A worker in Jharia loads a truck with coal using baskets. Jharia in eastern Jharkand is notorious for open cast coal mining, which is linked to the release of toxic chemicals into the atmosphere. Pic/Getty Images
"What it does is," he explains, "it binds with most of the ingested material that the patient has consumed and reduces its absorption into the blood stream." For certain kinds of poisoning, it's available in capsule/powder form, and should be administered as soon as possible, preferably within minutes. However, Baviskar adds, it is not used in cases of lithium, iron or alcohol poisons, as it hasn't been found to be helpful.

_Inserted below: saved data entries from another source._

//! Utility functions for common operations.
//!
//! - **Text**: relative timestamps, category label extraction, suggestion
//!   grouping, and terminal-safe truncation/sanitizing
//! - **URL validation**: base URL checks that keep API keys off plain http

mod text;
mod url_validator;

pub use text::{
    display_width, extract_category_label, strip_control_chars, time_ago, truncate_to_width,
    unique_by_uri_group, uri_group,
};
pub use url_validator::{validate_base_url, BaseUrlError};
//! NewsAPI.org client: top headlines.

use super::types::HeadlinesResponse;
use super::{get_json, with_query, ApiError, Endpoint, RequestSettings};

pub const SERVICE: &str = "news_org";
pub const DEFAULT_BASE_URL: &str = "https://newsapi.org/v2";

#[derive(Debug, Clone, Default, PartialEq, Eq)]
pub struct HeadlinesQuery {
    pub country: Option<String>,
    pub category: Option<String>,
    /// Comma-separated source ids. The API rejects this combined with
    /// `country` or `category`; we pass it through and let the API decide.
    pub sources: Option<String>,
    pub q: Option<String>,
    pub page_size: Option<u32>,
    pub page: Option<u32>,
}

#[derive(Debug)]
pub struct NewsOrgClient {
    http: reqwest::Client,
    endpoint: Endpoint,
    settings: RequestSettings,
}

impl NewsOrgClient {
    pub fn new(http: reqwest::Client, endpoint: Endpoint, settings: RequestSettings) -> Self {
        Self {
            http,
            endpoint,
            settings,
        }
    }

    pub async fn top_headlines(
        &self,
        query: &HeadlinesQuery,
    ) -> Result<HeadlinesResponse, ApiError> {
        let url = with_query(
            self.endpoint.url("top-headlines")?,
            [
                ("apiKey", Some(self.endpoint.api_key()?.to_string())),
                ("country", query.country.clone()),
                ("category", query.category.clone()),
                ("sources", query.sources.clone()),
                ("q", query.q.clone()),
                ("pageSize", query.page_size.map(|n| n.to_string())),
                ("page", query.page.map(|n| n.to_string())),
            ],
        );

        let response: HeadlinesResponse = get_json(&self.http, &url, &self.settings).await?;
        tracing::debug!(
            status = %response.status,
            total = response.total_results,
            "Fetched top headlines"
        );
        Ok(response)
    }
}
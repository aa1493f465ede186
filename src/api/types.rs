use chrono::{DateTime, Utc};
use serde::{Deserialize, Deserializer};

/// Reads an explicit `null` as the field's default, so one sparse record
/// does not fail a whole page.
fn null_as_default<'de, D, T>(deserializer: D) -> Result<T, D::Error>
where
    D: Deserializer<'de>,
    T: Default + Deserialize<'de>,
{
    Ok(Option::<T>::deserialize(deserializer)?.unwrap_or_default())
}

// ============================================================================
// Event Registry
// ============================================================================

/// Publisher of an Event Registry article.
#[derive(Debug, Clone, Default, PartialEq, Eq, Deserialize)]
#[serde(default, rename_all = "camelCase")]
pub struct ArticleSource {
    #[serde(deserialize_with = "null_as_default")]
    pub uri: String,
    #[serde(deserialize_with = "null_as_default")]
    pub title: String,
    pub data_type: Option<String>,
}

/// Article author. The API sends either bare names or `{uri, name}` records.
#[derive(Debug, Clone, PartialEq, Eq)]
pub struct Author {
    pub uri: Option<String>,
    pub name: String,
}

impl<'de> Deserialize<'de> for Author {
    fn deserialize<D: Deserializer<'de>>(deserializer: D) -> Result<Self, D::Error> {
        #[derive(Deserialize)]
        #[serde(untagged)]
        enum Raw {
            Name(String),
            Record {
                #[serde(default)]
                uri: Option<String>,
                name: String,
            },
        }

        Ok(match Raw::deserialize(deserializer)? {
            Raw::Name(name) => Author { uri: None, name },
            Raw::Record { uri, name } => Author { uri, name },
        })
    }
}

/// A single article from the Event Registry article endpoint.
///
/// Records are treated as immutable once fetched; the aggregation layer only
/// filters them.
#[derive(Debug, Clone, Default, PartialEq, Deserialize)]
#[serde(default, rename_all = "camelCase")]
pub struct Article {
    #[serde(deserialize_with = "null_as_default")]
    pub uri: String,
    pub lang: Option<String>,
    #[serde(deserialize_with = "null_as_default")]
    pub is_duplicate: bool,
    pub date_time: Option<DateTime<Utc>>,
    #[serde(deserialize_with = "null_as_default")]
    pub url: String,
    #[serde(deserialize_with = "null_as_default")]
    pub title: String,
    #[serde(deserialize_with = "null_as_default")]
    pub body: String,
    #[serde(deserialize_with = "null_as_default")]
    pub source: ArticleSource,
    #[serde(deserialize_with = "null_as_default")]
    pub authors: Vec<Author>,
    pub image: Option<String>,
    pub event_uri: Option<String>,
    pub sentiment: Option<f64>,
}

impl Article {
    /// An empty string counts as no image.
    pub fn has_image(&self) -> bool {
        self.image.as_deref().is_some_and(|i| !i.trim().is_empty())
    }

    pub fn author_names(&self) -> Vec<&str> {
        self.authors.iter().map(|a| a.name.as_str()).collect()
    }
}

/// One page of article results.
#[derive(Debug, Clone, Default, PartialEq, Deserialize)]
#[serde(default, rename_all = "camelCase")]
pub struct ArticlePage {
    pub results: Vec<Article>,
    pub total_results: u64,
    pub page: u32,
    pub count: u32,
    pub pages: u32,
}

#[derive(Debug, Deserialize)]
pub(crate) struct ArticlesEnvelope {
    #[serde(default)]
    pub articles: ArticlePage,
}

#[derive(Debug, Clone, PartialEq, Eq, Deserialize)]
#[serde(rename_all = "camelCase")]
pub struct CategorySuggestion {
    pub uri: String,
    #[serde(default)]
    pub label: String,
    #[serde(default)]
    pub parent_uri: Option<String>,
}

#[derive(Debug, Clone, PartialEq, Eq, Deserialize)]
#[serde(rename_all = "camelCase")]
pub struct SourceSuggestion {
    pub uri: String,
    #[serde(default)]
    pub title: String,
    #[serde(default)]
    pub parent_uri: Option<String>,
}

#[derive(Debug, Clone, PartialEq, Eq, Deserialize)]
pub struct AuthorSuggestion {
    pub uri: String,
    #[serde(default)]
    pub name: String,
}

// ============================================================================
// NewsAPI.org
// ============================================================================

#[derive(Debug, Clone, Default, PartialEq, Eq, Deserialize)]
#[serde(default)]
pub struct HeadlineSource {
    pub id: Option<String>,
    #[serde(deserialize_with = "null_as_default")]
    pub name: String,
}

#[derive(Debug, Clone, Default, PartialEq, Deserialize)]
#[serde(default, rename_all = "camelCase")]
pub struct Headline {
    #[serde(deserialize_with = "null_as_default")]
    pub source: HeadlineSource,
    pub author: Option<String>,
    #[serde(deserialize_with = "null_as_default")]
    pub title: String,
    pub description: Option<String>,
    #[serde(deserialize_with = "null_as_default")]
    pub url: String,
    pub url_to_image: Option<String>,
    pub published_at: Option<DateTime<Utc>>,
    pub content: Option<String>,
}

#[derive(Debug, Clone, Default, PartialEq, Deserialize)]
#[serde(default, rename_all = "camelCase")]
pub struct HeadlinesResponse {
    pub status: String,
    pub total_results: u64,
    pub articles: Vec<Headline>,
}

// ============================================================================
// New York Times
// ============================================================================

#[derive(Debug, Clone, Default, PartialEq, Eq, Deserialize)]
#[serde(default)]
pub struct MediaMetadata {
    pub url: String,
    pub format: String,
    pub height: u32,
    pub width: u32,
}

#[derive(Debug, Clone, Default, PartialEq, Eq, Deserialize)]
#[serde(default)]
pub struct Media {
    #[serde(rename = "type")]
    pub kind: String,
    pub caption: String,
    pub copyright: String,
    #[serde(rename = "media-metadata")]
    pub metadata: Vec<MediaMetadata>,
}

#[derive(Debug, Clone, Default, PartialEq, Eq, Deserialize)]
#[serde(default)]
pub struct PopularArticle {
    pub id: u64,
    pub uri: String,
    pub url: String,
    pub title: String,
    #[serde(rename = "abstract")]
    pub summary: String,
    pub byline: String,
    pub source: String,
    pub published_date: String,
    pub section: String,
    pub subsection: String,
    pub media: Vec<Media>,
}

impl PopularArticle {
    /// Every image URL across all media entries, in order.
    pub fn photos(&self) -> Vec<&str> {
        self.media
            .iter()
            .flat_map(|m| m.metadata.iter().map(|meta| meta.url.as_str()))
            .collect()
    }
}

#[derive(Debug, Clone, Default, PartialEq, Eq, Deserialize)]
#[serde(default)]
pub struct MostPopularResponse {
    pub status: String,
    pub copyright: String,
    pub num_results: u64,
    pub results: Vec<PopularArticle>,
}

#[cfg(test)]
mod tests {
    use super::*;
    use pretty_assertions::assert_eq;

    #[test]
    fn test_article_page_deserializes() {
        let json = r#"{
            "articles": {
                "results": [{
                    "uri": "8001",
                    "lang": "eng",
                    "isDuplicate": false,
                    "dateTime": "2024-03-01T10:00:00Z",
                    "url": "https://news.example.com/a",
                    "title": "Markets rally",
                    "body": "Stocks rose.",
                    "source": {"uri": "example.com", "dataType": "news", "title": "Example"},
                    "authors": ["Jane Doe", {"uri": "john@example.com", "name": "John Roe", "type": "author"}],
                    "image": "https://img.example.com/a.jpg",
                    "eventUri": null,
                    "sentiment": 0.2
                }],
                "totalResults": 140,
                "page": 1,
                "count": 70,
                "pages": 2
            }
        }"#;

        let envelope: ArticlesEnvelope = serde_json::from_str(json).unwrap();
        let page = envelope.articles;
        assert_eq!(page.total_results, 140);
        assert_eq!(page.pages, 2);
        let article = &page.results[0];
        assert_eq!(article.source.title, "Example");
        assert_eq!(article.author_names(), vec!["Jane Doe", "John Roe"]);
        assert_eq!(article.authors[1].uri.as_deref(), Some("john@example.com"));
        assert!(article.has_image());
        assert!(!article.is_duplicate);
    }

    #[test]
    fn test_article_without_image() {
        let article: Article =
            serde_json::from_str(r#"{"uri": "1", "title": "t", "image": null}"#).unwrap();
        assert!(!article.has_image());

        let article: Article =
            serde_json::from_str(r#"{"uri": "1", "title": "t", "image": "  "}"#).unwrap();
        assert!(!article.has_image());

        let article: Article = serde_json::from_str(r#"{"uri": "1"}"#).unwrap();
        assert!(!article.has_image());
    }

    #[test]
    fn test_null_fields_do_not_fail_the_page() {
        let json = r#"{
            "articles": {
                "results": [
                    {"uri": "1", "title": null, "body": null, "url": null,
                     "isDuplicate": null, "authors": null, "image": "i",
                     "source": {"uri": null, "title": null}},
                    {"uri": "2", "title": "Kept", "source": null, "image": "i"}
                ]
            }
        }"#;

        let envelope: ArticlesEnvelope = serde_json::from_str(json).unwrap();
        let results = envelope.articles.results;
        assert_eq!(results.len(), 2);
        assert_eq!(results[0].title, "");
        assert!(!results[0].is_duplicate);
        assert!(results[0].authors.is_empty());
        assert_eq!(results[1].title, "Kept");
        assert_eq!(results[1].source, ArticleSource::default());
    }

    #[test]
    fn test_popular_photos_flatten_all_media() {
        let json = r#"{
            "id": 1, "title": "t", "abstract": "a",
            "media": [
                {"type": "image", "media-metadata": [{"url": "u1"}, {"url": "u2"}]},
                {"type": "image", "media-metadata": [{"url": "u3"}]}
            ]
        }"#;
        let article: PopularArticle = serde_json::from_str(json).unwrap();
        assert_eq!(article.summary, "a");
        assert_eq!(article.photos(), vec!["u1", "u2", "u3"]);
    }

    #[test]
    fn test_headline_deserializes() {
        let json = r#"{
            "status": "ok",
            "totalResults": 1,
            "articles": [{
                "source": {"id": null, "name": "Wire"},
                "author": null,
                "title": "Breaking",
                "description": "d",
                "url": "https://wire.example.com/1",
                "urlToImage": null,
                "publishedAt": "2024-03-01T10:00:00Z",
                "content": null
            }]
        }"#;
        let response: HeadlinesResponse = serde_json::from_str(json).unwrap();
        assert_eq!(response.articles.len(), 1);
        assert_eq!(response.articles[0].source.name, "Wire");
        assert!(response.articles[0].published_at.is_some());
    }
}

"Also, if a patient is drowsy, and can't maintain airway or senses, avoid using activated charcoal as there is a chance that the substance may enter the lungs. In such cases, a nasal gastric tube would be the best way to administer the drug." Usually, he says, a dosage of 50-100 gm is given to start with, 12.5 gm repeated every one hour as need permits. Activated charcoal, he says, is not absorbed by the body and is released as all things go, through the gastrointestinal route. In fact, so well known are its uses in absorbing pollutants, that it's used in water filteration systems and even in scuba diving equipment to keep oil and moisture out of the compressor that fills the cylinders with air.
In January this year, Andheri resident Jayadev Calamur started using Beardo's charcoal facewash. For the first time in almost two decades, he says, his skin feels like "it's not dying"
Deepa Khushalani, associate professor at the department of chemical sciences at Tata Institute of Fundamental Research (TIFR), explains that carbon exists in many forms in nature, for instance, coal and graphite. "One can increase the surface area of these structures through various processes. For instance, when you use emery or sandpaper on a surface, you are agitating the solid and breaking it down into teeny tiny particles, similarly you can physically grind down charcoal to activate it," says Khushalani.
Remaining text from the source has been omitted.